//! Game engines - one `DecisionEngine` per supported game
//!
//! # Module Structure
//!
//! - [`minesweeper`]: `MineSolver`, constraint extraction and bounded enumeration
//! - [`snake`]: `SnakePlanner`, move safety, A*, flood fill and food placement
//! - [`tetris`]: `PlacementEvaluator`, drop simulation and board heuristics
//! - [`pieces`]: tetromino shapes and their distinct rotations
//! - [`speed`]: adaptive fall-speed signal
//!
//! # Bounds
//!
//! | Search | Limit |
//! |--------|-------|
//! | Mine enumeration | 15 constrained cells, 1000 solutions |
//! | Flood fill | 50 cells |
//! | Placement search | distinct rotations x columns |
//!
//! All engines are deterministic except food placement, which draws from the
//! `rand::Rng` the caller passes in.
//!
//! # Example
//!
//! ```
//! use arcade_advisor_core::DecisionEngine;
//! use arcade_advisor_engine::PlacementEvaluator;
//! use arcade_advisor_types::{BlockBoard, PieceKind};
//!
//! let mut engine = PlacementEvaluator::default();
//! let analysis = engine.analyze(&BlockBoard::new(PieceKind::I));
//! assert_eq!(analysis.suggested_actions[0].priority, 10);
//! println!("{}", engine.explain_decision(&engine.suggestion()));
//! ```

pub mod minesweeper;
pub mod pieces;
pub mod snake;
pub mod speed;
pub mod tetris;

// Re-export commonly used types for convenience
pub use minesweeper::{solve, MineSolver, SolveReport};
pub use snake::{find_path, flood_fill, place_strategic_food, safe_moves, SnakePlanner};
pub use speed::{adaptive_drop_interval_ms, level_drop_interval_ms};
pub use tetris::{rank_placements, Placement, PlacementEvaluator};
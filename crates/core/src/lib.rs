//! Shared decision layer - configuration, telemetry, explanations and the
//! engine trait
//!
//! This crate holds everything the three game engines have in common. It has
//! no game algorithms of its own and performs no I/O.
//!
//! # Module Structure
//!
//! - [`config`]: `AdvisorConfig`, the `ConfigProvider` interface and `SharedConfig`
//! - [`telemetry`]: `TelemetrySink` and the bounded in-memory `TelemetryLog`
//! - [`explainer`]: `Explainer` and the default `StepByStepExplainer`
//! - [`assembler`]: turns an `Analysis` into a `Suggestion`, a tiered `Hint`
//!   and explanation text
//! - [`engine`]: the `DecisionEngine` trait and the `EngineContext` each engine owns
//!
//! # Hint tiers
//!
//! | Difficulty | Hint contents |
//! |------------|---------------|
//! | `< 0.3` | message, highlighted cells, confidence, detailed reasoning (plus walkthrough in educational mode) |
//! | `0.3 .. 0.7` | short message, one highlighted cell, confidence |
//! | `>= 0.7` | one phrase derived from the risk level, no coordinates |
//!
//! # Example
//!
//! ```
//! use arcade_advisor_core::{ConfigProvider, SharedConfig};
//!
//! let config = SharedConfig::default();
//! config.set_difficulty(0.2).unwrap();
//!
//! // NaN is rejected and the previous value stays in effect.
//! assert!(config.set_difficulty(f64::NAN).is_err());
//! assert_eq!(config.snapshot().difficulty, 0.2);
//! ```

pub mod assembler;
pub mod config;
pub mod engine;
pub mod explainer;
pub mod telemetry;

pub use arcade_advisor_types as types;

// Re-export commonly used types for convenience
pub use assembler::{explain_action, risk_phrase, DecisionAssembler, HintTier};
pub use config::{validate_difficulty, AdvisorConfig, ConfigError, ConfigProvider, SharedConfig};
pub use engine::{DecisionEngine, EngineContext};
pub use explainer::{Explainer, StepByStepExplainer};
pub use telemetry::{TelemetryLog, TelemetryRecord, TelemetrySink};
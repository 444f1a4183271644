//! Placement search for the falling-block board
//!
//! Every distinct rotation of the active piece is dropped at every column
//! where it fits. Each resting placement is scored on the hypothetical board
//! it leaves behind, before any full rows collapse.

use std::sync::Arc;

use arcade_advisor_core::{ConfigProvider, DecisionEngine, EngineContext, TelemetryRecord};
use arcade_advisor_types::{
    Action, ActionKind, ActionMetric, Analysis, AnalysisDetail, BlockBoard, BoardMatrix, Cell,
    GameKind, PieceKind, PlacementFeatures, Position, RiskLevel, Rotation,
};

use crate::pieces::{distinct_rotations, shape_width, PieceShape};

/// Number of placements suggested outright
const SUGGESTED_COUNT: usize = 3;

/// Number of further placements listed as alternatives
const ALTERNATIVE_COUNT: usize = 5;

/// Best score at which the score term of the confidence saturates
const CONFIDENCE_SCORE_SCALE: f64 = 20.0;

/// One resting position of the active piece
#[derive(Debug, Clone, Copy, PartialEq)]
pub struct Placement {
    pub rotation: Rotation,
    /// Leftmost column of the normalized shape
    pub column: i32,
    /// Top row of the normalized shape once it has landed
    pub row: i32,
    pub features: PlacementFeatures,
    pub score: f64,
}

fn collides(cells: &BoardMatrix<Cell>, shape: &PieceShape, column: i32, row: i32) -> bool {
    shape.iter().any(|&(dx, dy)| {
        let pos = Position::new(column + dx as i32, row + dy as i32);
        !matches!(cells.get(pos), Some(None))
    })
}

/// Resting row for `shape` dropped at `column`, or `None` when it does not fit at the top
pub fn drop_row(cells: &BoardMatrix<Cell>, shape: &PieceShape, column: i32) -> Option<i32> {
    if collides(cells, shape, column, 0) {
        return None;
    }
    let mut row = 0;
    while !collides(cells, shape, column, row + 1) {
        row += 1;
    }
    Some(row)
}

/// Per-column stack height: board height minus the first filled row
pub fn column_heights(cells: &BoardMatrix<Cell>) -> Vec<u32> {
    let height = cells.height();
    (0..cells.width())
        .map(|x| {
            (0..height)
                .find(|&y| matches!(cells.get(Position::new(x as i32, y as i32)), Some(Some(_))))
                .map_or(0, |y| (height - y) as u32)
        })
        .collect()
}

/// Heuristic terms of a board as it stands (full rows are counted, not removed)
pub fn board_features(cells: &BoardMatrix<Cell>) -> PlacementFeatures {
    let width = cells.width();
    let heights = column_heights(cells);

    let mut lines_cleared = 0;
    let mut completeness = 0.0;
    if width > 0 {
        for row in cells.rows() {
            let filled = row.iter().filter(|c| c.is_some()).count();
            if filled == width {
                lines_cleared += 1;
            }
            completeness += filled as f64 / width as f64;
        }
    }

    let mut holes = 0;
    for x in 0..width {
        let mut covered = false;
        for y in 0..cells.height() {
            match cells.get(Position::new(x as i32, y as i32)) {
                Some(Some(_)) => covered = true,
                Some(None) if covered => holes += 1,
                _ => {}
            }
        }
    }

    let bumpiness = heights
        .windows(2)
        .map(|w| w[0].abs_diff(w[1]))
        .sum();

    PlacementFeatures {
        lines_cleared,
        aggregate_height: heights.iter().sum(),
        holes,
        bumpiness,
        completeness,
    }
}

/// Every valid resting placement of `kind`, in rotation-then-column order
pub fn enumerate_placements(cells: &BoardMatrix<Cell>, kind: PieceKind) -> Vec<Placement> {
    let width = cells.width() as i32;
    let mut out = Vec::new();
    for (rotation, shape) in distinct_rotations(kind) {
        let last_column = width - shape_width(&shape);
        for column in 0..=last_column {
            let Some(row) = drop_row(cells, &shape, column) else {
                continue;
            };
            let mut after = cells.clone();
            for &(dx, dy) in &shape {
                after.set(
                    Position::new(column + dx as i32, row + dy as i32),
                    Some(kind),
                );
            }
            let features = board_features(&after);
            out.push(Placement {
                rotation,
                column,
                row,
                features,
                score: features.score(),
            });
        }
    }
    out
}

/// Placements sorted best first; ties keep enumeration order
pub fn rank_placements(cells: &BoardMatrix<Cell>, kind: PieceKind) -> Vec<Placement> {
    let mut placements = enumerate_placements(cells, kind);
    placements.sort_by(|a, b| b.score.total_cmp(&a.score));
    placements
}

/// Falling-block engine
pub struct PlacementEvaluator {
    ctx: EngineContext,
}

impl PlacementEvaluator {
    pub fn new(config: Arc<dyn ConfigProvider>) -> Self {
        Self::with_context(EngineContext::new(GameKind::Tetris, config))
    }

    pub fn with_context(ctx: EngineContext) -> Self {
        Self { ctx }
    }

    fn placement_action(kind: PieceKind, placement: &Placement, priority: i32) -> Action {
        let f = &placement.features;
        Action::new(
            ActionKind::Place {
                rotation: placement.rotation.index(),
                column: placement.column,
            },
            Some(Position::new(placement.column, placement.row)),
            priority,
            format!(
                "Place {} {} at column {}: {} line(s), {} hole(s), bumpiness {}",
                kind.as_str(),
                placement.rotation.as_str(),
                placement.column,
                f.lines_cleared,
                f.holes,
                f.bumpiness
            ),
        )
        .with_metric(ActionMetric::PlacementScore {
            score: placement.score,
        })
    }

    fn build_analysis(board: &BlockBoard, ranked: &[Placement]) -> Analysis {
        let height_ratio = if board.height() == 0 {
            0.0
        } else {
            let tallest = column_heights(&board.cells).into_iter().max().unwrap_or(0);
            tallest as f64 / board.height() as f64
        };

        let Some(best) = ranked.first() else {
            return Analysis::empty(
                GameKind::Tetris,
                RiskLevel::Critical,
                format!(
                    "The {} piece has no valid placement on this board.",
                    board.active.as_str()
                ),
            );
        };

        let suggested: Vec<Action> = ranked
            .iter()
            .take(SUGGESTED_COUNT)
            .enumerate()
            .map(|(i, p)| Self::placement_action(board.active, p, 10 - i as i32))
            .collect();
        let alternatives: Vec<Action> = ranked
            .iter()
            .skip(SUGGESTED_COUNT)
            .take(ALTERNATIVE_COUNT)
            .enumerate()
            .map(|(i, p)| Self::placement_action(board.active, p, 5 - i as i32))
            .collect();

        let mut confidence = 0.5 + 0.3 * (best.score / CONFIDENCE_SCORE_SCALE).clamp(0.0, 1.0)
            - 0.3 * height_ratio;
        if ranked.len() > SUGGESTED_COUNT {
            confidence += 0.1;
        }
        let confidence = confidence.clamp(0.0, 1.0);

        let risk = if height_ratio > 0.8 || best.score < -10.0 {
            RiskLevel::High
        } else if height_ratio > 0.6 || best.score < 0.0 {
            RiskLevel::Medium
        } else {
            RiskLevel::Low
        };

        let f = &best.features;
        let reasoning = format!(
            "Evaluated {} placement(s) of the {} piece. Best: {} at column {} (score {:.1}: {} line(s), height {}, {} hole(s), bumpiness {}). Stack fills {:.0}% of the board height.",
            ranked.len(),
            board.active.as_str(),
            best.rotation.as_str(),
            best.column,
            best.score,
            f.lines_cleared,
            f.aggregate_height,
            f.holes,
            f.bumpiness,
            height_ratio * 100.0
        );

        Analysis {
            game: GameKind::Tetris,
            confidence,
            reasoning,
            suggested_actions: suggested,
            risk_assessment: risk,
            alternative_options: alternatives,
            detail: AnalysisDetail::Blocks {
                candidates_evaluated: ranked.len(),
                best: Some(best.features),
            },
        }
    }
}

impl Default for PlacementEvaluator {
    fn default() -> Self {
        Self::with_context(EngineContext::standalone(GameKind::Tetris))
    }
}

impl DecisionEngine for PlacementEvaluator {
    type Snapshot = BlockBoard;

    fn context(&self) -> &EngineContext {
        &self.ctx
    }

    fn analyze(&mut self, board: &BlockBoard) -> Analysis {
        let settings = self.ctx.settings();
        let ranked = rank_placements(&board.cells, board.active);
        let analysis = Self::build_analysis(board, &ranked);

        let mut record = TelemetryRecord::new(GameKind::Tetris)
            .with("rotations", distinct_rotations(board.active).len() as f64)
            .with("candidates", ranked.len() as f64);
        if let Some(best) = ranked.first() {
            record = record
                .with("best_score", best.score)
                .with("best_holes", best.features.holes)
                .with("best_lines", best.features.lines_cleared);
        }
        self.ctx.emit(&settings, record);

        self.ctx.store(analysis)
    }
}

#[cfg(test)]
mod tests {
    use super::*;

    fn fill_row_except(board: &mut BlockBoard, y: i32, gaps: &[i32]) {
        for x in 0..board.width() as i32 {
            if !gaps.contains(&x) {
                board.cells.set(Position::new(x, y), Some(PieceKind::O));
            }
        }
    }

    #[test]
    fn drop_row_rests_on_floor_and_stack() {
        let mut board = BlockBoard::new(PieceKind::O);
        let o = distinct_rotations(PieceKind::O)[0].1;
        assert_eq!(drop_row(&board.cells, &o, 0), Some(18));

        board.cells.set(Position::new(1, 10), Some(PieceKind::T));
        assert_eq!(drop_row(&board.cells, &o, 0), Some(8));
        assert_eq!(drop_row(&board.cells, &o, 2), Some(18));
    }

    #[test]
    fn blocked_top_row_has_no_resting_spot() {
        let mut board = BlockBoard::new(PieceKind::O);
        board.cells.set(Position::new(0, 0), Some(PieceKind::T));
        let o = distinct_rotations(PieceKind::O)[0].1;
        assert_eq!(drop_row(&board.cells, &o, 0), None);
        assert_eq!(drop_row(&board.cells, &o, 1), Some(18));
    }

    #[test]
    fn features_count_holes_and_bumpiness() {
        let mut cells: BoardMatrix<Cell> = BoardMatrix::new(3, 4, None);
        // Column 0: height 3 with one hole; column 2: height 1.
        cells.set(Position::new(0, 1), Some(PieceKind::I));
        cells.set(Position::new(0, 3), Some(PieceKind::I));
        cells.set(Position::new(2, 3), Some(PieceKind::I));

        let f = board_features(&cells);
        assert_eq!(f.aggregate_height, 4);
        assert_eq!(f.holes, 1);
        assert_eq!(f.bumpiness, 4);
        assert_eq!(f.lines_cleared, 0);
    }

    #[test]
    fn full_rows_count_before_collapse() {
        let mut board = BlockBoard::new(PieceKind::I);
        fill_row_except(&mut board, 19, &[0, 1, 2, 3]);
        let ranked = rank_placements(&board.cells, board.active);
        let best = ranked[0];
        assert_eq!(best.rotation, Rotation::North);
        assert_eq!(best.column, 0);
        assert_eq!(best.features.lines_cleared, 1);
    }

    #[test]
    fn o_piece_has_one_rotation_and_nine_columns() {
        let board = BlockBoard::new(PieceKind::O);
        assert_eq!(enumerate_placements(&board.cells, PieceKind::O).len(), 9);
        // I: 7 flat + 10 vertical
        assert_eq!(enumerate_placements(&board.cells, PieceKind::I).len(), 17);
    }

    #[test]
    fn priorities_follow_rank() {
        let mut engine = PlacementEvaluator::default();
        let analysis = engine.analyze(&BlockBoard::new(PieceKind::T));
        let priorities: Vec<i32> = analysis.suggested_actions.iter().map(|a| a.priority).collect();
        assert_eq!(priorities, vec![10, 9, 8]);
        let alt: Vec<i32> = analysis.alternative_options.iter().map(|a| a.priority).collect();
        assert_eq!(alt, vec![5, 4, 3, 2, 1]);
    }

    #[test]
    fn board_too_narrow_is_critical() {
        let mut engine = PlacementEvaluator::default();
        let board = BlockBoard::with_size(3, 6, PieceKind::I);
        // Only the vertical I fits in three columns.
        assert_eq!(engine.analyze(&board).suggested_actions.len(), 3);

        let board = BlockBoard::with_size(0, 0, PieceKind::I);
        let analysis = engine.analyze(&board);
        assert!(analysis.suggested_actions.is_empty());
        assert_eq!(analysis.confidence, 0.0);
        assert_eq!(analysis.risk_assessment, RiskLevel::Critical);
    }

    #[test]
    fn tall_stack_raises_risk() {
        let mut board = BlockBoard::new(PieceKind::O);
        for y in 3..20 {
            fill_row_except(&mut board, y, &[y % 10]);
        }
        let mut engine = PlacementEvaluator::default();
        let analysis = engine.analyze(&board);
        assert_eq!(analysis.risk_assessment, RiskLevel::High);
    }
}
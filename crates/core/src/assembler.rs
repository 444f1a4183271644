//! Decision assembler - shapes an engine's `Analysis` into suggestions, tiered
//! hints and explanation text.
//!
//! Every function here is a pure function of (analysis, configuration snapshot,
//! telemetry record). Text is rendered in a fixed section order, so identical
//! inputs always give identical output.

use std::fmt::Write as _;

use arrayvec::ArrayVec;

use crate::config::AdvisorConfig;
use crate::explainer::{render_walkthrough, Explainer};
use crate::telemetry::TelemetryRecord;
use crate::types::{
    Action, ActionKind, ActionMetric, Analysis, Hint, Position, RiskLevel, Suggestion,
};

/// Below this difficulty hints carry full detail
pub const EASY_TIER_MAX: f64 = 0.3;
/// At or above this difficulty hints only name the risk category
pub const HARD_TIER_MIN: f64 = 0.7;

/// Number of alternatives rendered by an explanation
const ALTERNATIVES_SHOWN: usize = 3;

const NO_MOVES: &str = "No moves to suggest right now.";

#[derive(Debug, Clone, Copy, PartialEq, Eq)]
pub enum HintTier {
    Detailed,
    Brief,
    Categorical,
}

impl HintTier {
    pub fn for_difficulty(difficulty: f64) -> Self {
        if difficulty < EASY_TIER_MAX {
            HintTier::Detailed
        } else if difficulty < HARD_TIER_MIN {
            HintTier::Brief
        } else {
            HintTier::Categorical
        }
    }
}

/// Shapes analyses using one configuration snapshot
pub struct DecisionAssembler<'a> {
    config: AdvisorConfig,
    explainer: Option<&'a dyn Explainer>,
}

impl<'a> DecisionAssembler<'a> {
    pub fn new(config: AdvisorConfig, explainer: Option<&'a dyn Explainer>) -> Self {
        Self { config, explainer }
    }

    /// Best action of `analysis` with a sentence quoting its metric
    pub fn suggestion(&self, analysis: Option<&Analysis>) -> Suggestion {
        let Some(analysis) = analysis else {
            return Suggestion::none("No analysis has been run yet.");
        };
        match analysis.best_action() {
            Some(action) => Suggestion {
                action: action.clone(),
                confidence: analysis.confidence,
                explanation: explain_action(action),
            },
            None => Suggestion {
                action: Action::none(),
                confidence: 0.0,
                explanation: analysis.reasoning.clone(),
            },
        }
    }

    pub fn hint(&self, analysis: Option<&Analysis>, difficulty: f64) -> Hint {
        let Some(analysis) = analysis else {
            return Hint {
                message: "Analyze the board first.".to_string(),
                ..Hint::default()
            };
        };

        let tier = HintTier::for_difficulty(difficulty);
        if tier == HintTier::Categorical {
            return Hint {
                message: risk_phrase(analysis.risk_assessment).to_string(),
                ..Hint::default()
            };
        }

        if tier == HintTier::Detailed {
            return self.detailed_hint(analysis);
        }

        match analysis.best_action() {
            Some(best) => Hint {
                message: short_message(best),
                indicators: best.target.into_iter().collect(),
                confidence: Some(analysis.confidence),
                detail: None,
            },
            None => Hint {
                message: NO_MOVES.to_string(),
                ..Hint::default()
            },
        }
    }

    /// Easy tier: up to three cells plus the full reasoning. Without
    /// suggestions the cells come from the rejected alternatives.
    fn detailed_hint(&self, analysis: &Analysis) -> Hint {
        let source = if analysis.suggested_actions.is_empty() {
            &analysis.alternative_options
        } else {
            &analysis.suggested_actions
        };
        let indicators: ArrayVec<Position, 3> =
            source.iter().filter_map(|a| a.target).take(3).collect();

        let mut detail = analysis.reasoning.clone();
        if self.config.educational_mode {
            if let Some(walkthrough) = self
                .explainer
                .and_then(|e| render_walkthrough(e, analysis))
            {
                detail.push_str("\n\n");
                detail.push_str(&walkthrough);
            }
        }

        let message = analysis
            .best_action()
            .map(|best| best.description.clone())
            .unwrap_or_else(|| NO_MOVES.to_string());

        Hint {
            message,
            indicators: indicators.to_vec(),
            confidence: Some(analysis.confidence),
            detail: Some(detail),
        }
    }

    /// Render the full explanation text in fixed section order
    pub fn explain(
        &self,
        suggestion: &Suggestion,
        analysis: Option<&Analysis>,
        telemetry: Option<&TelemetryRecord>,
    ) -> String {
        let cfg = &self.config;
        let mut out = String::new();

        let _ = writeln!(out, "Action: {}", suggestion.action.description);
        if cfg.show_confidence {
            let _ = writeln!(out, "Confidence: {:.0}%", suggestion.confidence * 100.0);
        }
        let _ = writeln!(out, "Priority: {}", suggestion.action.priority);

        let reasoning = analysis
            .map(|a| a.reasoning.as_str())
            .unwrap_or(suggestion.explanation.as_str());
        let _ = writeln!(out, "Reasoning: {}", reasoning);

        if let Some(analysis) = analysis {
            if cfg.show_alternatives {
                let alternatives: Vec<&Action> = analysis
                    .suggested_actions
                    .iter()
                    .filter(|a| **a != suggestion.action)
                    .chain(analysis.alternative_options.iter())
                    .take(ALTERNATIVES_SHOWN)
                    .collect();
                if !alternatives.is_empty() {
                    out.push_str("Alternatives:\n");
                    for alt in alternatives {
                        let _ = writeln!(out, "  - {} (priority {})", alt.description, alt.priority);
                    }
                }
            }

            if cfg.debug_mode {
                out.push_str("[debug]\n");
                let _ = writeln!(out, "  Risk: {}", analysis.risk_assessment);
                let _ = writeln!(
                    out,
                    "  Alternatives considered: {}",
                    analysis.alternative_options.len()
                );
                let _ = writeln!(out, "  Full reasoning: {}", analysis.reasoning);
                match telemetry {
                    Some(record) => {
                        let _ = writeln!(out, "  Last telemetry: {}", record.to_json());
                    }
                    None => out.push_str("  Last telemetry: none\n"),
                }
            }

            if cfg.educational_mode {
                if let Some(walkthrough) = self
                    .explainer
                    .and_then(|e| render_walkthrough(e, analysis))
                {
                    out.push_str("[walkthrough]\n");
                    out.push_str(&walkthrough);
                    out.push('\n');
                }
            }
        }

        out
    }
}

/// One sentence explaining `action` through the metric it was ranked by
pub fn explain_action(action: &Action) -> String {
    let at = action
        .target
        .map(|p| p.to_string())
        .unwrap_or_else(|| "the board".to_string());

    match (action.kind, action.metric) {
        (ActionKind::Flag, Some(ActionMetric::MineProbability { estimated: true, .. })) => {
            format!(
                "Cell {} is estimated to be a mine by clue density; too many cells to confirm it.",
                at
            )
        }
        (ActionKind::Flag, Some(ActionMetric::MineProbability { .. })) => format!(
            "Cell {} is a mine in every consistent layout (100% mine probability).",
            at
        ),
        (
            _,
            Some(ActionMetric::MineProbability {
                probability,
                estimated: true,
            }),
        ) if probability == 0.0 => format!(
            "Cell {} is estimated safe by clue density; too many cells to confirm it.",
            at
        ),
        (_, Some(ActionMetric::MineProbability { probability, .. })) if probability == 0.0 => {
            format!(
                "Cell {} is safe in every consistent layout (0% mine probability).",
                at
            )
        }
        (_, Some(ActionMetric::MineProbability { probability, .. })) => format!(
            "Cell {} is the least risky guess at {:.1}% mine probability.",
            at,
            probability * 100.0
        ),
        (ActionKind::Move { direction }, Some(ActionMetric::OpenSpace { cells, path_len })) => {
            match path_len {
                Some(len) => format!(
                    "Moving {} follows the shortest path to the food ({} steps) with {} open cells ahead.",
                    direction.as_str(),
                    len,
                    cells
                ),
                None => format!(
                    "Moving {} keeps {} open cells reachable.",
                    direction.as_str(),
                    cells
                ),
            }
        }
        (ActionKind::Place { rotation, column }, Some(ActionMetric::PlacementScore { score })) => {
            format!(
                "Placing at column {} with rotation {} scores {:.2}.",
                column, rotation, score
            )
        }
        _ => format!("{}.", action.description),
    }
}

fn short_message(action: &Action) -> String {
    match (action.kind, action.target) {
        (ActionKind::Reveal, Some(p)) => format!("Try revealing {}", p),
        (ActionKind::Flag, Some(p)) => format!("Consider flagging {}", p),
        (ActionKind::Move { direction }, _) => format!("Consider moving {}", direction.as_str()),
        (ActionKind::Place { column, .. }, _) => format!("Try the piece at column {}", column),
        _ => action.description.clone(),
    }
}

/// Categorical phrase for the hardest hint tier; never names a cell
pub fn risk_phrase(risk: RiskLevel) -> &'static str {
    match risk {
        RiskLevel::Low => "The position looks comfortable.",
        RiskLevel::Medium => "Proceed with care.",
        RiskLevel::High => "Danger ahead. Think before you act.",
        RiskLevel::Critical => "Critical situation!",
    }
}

+--

From the first line of the data above to the line holding "and food placement", reproduce each line exactly; emit no other lines.

//! Game engines - one `DecisionEngine` per supported game
//!
//! # Module Structure
//!
//! - [`minesweeper`]: `MineSolver`, constraint extraction and bounded enumeration
//! - [`snake`]: `SnakePlanner`, move safety, A*, flood fill and food placement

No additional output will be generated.